Inside the Frame
03 May 2025
Justin Falk’s view of Charleston
May-June 2025
Written By: By Liesel Schmidt | Images: Justin Falk
There’s a photo that Justin Falk displays prominently at the Charleston City Market, an almost impossibly captured moment in time showing about fifteen C-17s in the sky above Charleston.
“The 82nd Airborne was celebrating their anniversary, so they all took off from Joint Base Charleston with like 3,000 jumpers, heading to Fort Bragg,” said Falk. “A couple of days earlier, one of the engineers doing that mission came through the market. We started talking, and he told me about it and asked if I could get a picture of it. He said, ‘I'll buy it from you,’ and told me where the flight pattern was going to be. Most photographers went up on the bridge, but where I’d gone, they just happened to go into formation right over my head. I love that image.”

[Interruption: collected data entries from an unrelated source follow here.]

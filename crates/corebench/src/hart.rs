//! Machine-mode hart model.
//!
//! Only the state the interrupt path depends on is modelled: the trap
//! CSRs, a program counter walking the firmware's busy loop, trap entry,
//! `mret` and interrupt arbitration. [`HartFaults`] turns individual
//! pieces of that behaviour wrong on purpose, so benches can prove that
//! the firmware notices.
//!
//! # References
//! - RISC-V Privileged Architecture, machine-level CSRs and trap entry

use corebench_hw::specs::{cause, csr};
use tracing::{debug, warn};

use crate::firmware::platform::Csr;

/// Start of the main-line busy loop in IMEM
pub const MAIN_LOOP_BASE: u32 = 0x0000_0200;

/// Length of the busy loop in bytes
const MAIN_LOOP_LEN: u32 = 0x20;

/// Instruction size in bytes
const INSN_SIZE: u32 = 4;

/// `mcause` of an illegal-instruction exception
pub const ILLEGAL_INSTRUCTION: u32 = 2;

/// Deliberate deviations from correct trap behaviour
#[derive(Debug, Clone, Default, PartialEq, Eq)]
pub struct HartFaults {
    /// Trap entry leaves `mstatus.MIE` set
    pub keep_mie_on_trap: bool,
    /// Added to the `mepc` reported on trap entry
    pub mepc_skew: u32,
    /// Timer wins arbitration over external
    pub invert_priority: bool,
    /// Raise an illegal-instruction exception once this many
    /// instructions have retired
    pub illegal_trap_at: Option<u64>,
    /// Interrupts are taken with `mstatus.MIE` clear
    pub ignore_global_enable: bool,
    /// Timer interrupts are taken with `mie.MTIE` clear
    pub ignore_timer_enable: bool,
    /// External interrupts are taken with `mie.MEIE` clear
    pub ignore_external_enable: bool,
}

impl HartFaults {
    pub fn is_healthy(&self) -> bool {
        *self == Self::default()
    }
}

#[derive(Debug)]
pub struct Hart {
    mstatus: u32,
    mie: u32,
    mtvec: u32,
    mepc: u32,
    mcause: u32,
    pc: u32,
    retired: u64,
    faults: HartFaults,
}

impl Hart {
    pub fn new(faults: HartFaults) -> Self {
        if !faults.is_healthy() {
            debug!(?faults, "hart faults injected");
        }
        Self {
            mstatus: 0,
            mie: 0,
            mtvec: 0,
            mepc: 0,
            mcause: 0,
            pc: MAIN_LOOP_BASE,
            retired: 0,
            faults,
        }
    }

    pub fn pc(&self) -> u32 {
        self.pc
    }

    pub fn retired(&self) -> u64 {
        self.retired
    }

    /// `mip` is not stored here; the caller supplies the live pending bits.
    pub fn read_csr(&self, csr: Csr, mip: u32) -> u32 {
        match csr {
            Csr::Mstatus => self.mstatus,
            Csr::Mie => self.mie,
            Csr::Mtvec => self.mtvec,
            Csr::Mepc => self.mepc,
            Csr::Mcause => self.mcause,
            Csr::Mip => mip,
        }
    }

    pub fn write_csr(&mut self, csr: Csr, value: u32) {
        match csr {
            Csr::Mstatus => self.mstatus = value & (csr::MSTATUS_MIE | csr::MSTATUS_MPIE),
            Csr::Mie => self.mie = value & (csr::MTI | csr::MEI),
            Csr::Mtvec => self.mtvec = value,
            Csr::Mepc => self.mepc = value,
            Csr::Mcause => self.mcause = value,
            Csr::Mip => warn!("Write to read-only mip ignored: {:#X}", value),
        }
    }

    /// Local enables as the arbiter applies them
    fn effective_mie(&self) -> u32 {
        let mut mie = self.mie;
        if self.faults.ignore_timer_enable {
            mie |= csr::MTI;
        }
        if self.faults.ignore_external_enable {
            mie |= csr::MEI;
        }
        mie
    }

    /// Any locally enabled interrupt pending; wakes `wfi` regardless of
    /// the global enable.
    pub fn wake_pending(&self, mip: u32) -> bool {
        mip & self.effective_mie() != 0
    }

    /// Interrupt to take at the next boundary, highest priority first
    pub fn select(&self, mip: u32) -> Option<u32> {
        let enabled = self.mstatus & csr::MSTATUS_MIE != 0 || self.faults.ignore_global_enable;
        if self.mtvec == 0 || !enabled {
            return None;
        }
        let ready = mip & self.effective_mie();
        let order = if self.faults.invert_priority {
            [(csr::MTI, cause::MACHINE_TIMER), (csr::MEI, cause::MACHINE_EXTERNAL)]
        } else {
            [(csr::MEI, cause::MACHINE_EXTERNAL), (csr::MTI, cause::MACHINE_TIMER)]
        };
        order
            .into_iter()
            .find(|(bit, _)| ready & bit != 0)
            .map(|(_, mcause)| mcause)
    }

    /// Synchronous exception due now, if the fault plan has one
    pub fn take_exception(&mut self) -> Option<u32> {
        match self.faults.illegal_trap_at {
            Some(at) if self.retired >= at => {
                self.faults.illegal_trap_at = None;
                Some(ILLEGAL_INSTRUCTION)
            }
            _ => None,
        }
    }

    /// Enters a trap and returns the pc to resume at.
    ///
    /// The caller holds the resume pc across the handler, so a nested
    /// entry overwriting `mepc` does not lose the outer return point.
    pub fn enter_trap(&mut self, mcause: u32) -> u32 {
        let resume = self.pc;
        self.mepc = self.pc.wrapping_add(self.faults.mepc_skew);
        self.mcause = mcause;

        let mie = self.mstatus & csr::MSTATUS_MIE != 0;
        self.mstatus &= !csr::MSTATUS_MPIE;
        if mie {
            self.mstatus |= csr::MSTATUS_MPIE;
        }
        if !self.faults.keep_mie_on_trap {
            self.mstatus &= !csr::MSTATUS_MIE;
        }
        self.pc = self.mtvec & !0b11;
        resume
    }

    pub fn mret(&mut self, resume: u32) {
        let mpie = self.mstatus & csr::MSTATUS_MPIE != 0;
        self.mstatus &= !csr::MSTATUS_MIE;
        if mpie {
            self.mstatus |= csr::MSTATUS_MIE;
        }
        self.mstatus |= csr::MSTATUS_MPIE;
        self.pc = resume;
    }

    /// Retires one instruction: the main line walks its busy loop, a
    /// handler runs straight on from the vector.
    pub fn retire(&mut self) {
        self.retired += 1;
        self.pc = if (MAIN_LOOP_BASE..MAIN_LOOP_BASE + MAIN_LOOP_LEN).contains(&self.pc) {
            MAIN_LOOP_BASE + (self.pc - MAIN_LOOP_BASE + INSN_SIZE) % MAIN_LOOP_LEN
        } else {
            self.pc.wrapping_add(INSN_SIZE)
        };
    }
}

As much as an artist as his photographs prove him to be, Falk still has that sense of wonder that gives him humility and approachability. He loves to find that moment, that flash of time, in which his camera has captured something remarkable.
Falk grew up loving photography, raised by a father who had a dark room at home and taught him how to develop film at an early age. Still, he never imagined himself turning his hobby into a full-time career. “I only really started about eighteen years ago, here and there, while I was waiting tables. I did that for years and won a couple of awards for my photographs, which made me want to learn how to get better,” Falk explained. “But then I had an issue with a new manager at the restaurant where I was working — we really didn’t see eye-to-eye on anything. I went out in a blaze of glory, and then I went home to my girlfriend at the time and asked, ‘What am I gonna do now?’ She said, ‘You’re going to spend $3500 to buy a brand-new camera, and you're going to really do this.’”

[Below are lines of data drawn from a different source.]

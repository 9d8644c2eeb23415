/// Machine-mode CSR numbers and bit positions
pub mod csr {
    pub const MSTATUS: u16 = 0x300;
    pub const MIE: u16 = 0x304;
    pub const MTVEC: u16 = 0x305;
    pub const MEPC: u16 = 0x341;
    pub const MCAUSE: u16 = 0x342;
    pub const MIP: u16 = 0x344;

    /// `mstatus.MIE`: global machine interrupt enable
    pub const MSTATUS_MIE: u32 = 1 << 3;
    /// `mstatus.MPIE`: MIE value before the last trap
    pub const MSTATUS_MPIE: u32 = 1 << 7;

    /// `mie.MTIE` / `mip.MTIP`
    pub const MTI: u32 = 1 << 7;
    /// `mie.MEIE` / `mip.MEIP`
    pub const MEI: u32 = 1 << 11;
}

/// `mcause` values
pub mod cause {
    /// Interrupt flag (bit 31)
    pub const INTERRUPT: u32 = 1 << 31;
    /// Machine timer interrupt
    pub const MACHINE_TIMER: u32 = INTERRUPT | 7;
    /// Machine external interrupt
    pub const MACHINE_EXTERNAL: u32 = INTERRUPT | 11;
}

/// Clocking and bench timing.
///
/// `mtime` advances once per core clock cycle.
pub mod timing {
    /// Core clock (FPGA board oscillator)
    pub const CORE_HZ: u64 = 50_000_000;
    /// Periodic tick period in clock ticks
    pub const TIMER_PERIOD: u32 = 3000;
    /// Spin budget for "interrupts must arrive" waits
    pub const IRQ_TIMEOUT: u32 = 2_500_000;
    /// Lead used when (re-)arming the first tick of a phase
    pub const ARM_LEAD: u32 = 64;
    /// Button settle window in clock ticks
    pub const DEBOUNCE_WINDOW: u32 = 5000;
    /// Scratch write/read iterations of the stress loop
    pub const STRESS_ITERATIONS: u32 = 2000;
}

/// Status sentinels written to the diagnostics block
pub mod status {
    /// Run passed
    pub const OK_FLAG: u32 = 0xDEAD_BEEF;
    /// Run failed; low 16 bits carry the code
    pub const ERR_FLAG: u32 = 0xBAD0_0000;
}

/// Failure codes reported as `ERR_FLAG | code`
pub mod codes {
    pub const BOTH_DISABLED: u16 = 0x0101;
    pub const LOCAL_ONLY: u16 = 0x0102;
    pub const GLOBAL_ENABLE: u16 = 0x0103;
    pub const GLOBAL_FROZEN: u16 = 0x0104;
    pub const GLOBAL_RESUME: u16 = 0x0105;
    pub const LOCAL_FROZEN: u16 = 0x0106;
    pub const LOCAL_RESUME: u16 = 0x0107;
    pub const PRIORITY_TIMEOUT: u16 = 0x0108;
    pub const PRIORITY_ORDER: u16 = 0x0109;
    pub const EXTERNAL_FROZEN: u16 = 0x010A;
    pub const EXTERNAL_RESUME: u16 = 0x010B;

    pub const BAD_CAUSE: u16 = 0x0201;
    pub const NESTED: u16 = 0x0202;
    pub const MIE_IN_HANDLER: u16 = 0x0203;
    pub const MEPC_ALIGN: u16 = 0x0204;
    pub const MEPC_RANGE: u16 = 0x0205;
    pub const DELTA_SAMPLES: u16 = 0x0206;
    pub const UNEXPECTED_TRAP: u16 = 0x0207;

    pub const DEBOUNCE_NO_EVENT: u16 = 0x0301;
    pub const DEBOUNCE_DOUBLE: u16 = 0x0302;
    pub const DEBOUNCE_GLITCH: u16 = 0x0303;
    pub const DEBOUNCE_TICK_STALL: u16 = 0x0304;
    pub const DEBOUNCE_REARM: u16 = 0x0305;

    pub const MONITOR_TIMEOUT: u16 = 0x0401;
}

/// Serial bootloader wire constants
pub mod loader {
    /// UART baud rate (fixed by the FPGA bootloader)
    pub const BAUD_RATE: u32 = 115_200;
    /// Addressable words (IMEM/DMEM window)
    pub const MAX_WORDS: u32 = 1024;
    /// Maximum data words per load transaction
    pub const CHUNK_WORDS: usize = 128;
    /// Per-word response timeout for reads
    pub const READ_TIMEOUT_MS: u64 = 1000;

    /// Header bit 31: 1 = load (host to target), 0 = read
    pub const DIR_LOAD: u32 = 1 << 31;
    /// Header bits 30..16: word address
    pub const ADDR_SHIFT: u32 = 16;
    pub const ADDR_MASK: u32 = 0x7FFF;
    /// Header bits 15..0: word count
    pub const COUNT_MASK: u32 = 0xFFFF;
}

Though the relationship may have come to an end, Falk is quick to credit his former girlfriend Meg John for where he is now. “I wouldn't have any of these images without her. People come into your life sometimes for a reason. One woman got me to Charleston, and another helped me create the things that I do today.”
A native of Staten Island, Falk moved to Charleston in 2007 after a friend told him she was moving from Baltimore to Charleston and encouraged him to follow. After he found a place on James Island, he drove, “white-knuckling it all the way down I-95,” from where he’d been living in Baltimore. “It was the best thing I ever did,” he said.
Almost two decades later, the transplant has a love for Charleston’s natural beauty and architecture that is self-evident in his photographs: the moss-draped trees at Magnolia Gardens, the sunsets over the shores at Folly, the shrimp boats shrouded in morning mist over Shem Creek, the church spires of St. Philip’s set against a sky swathed in pink. Falk has a skill that makes people stop and stare, makes them wonder what was happening outside the frame, makes them feel.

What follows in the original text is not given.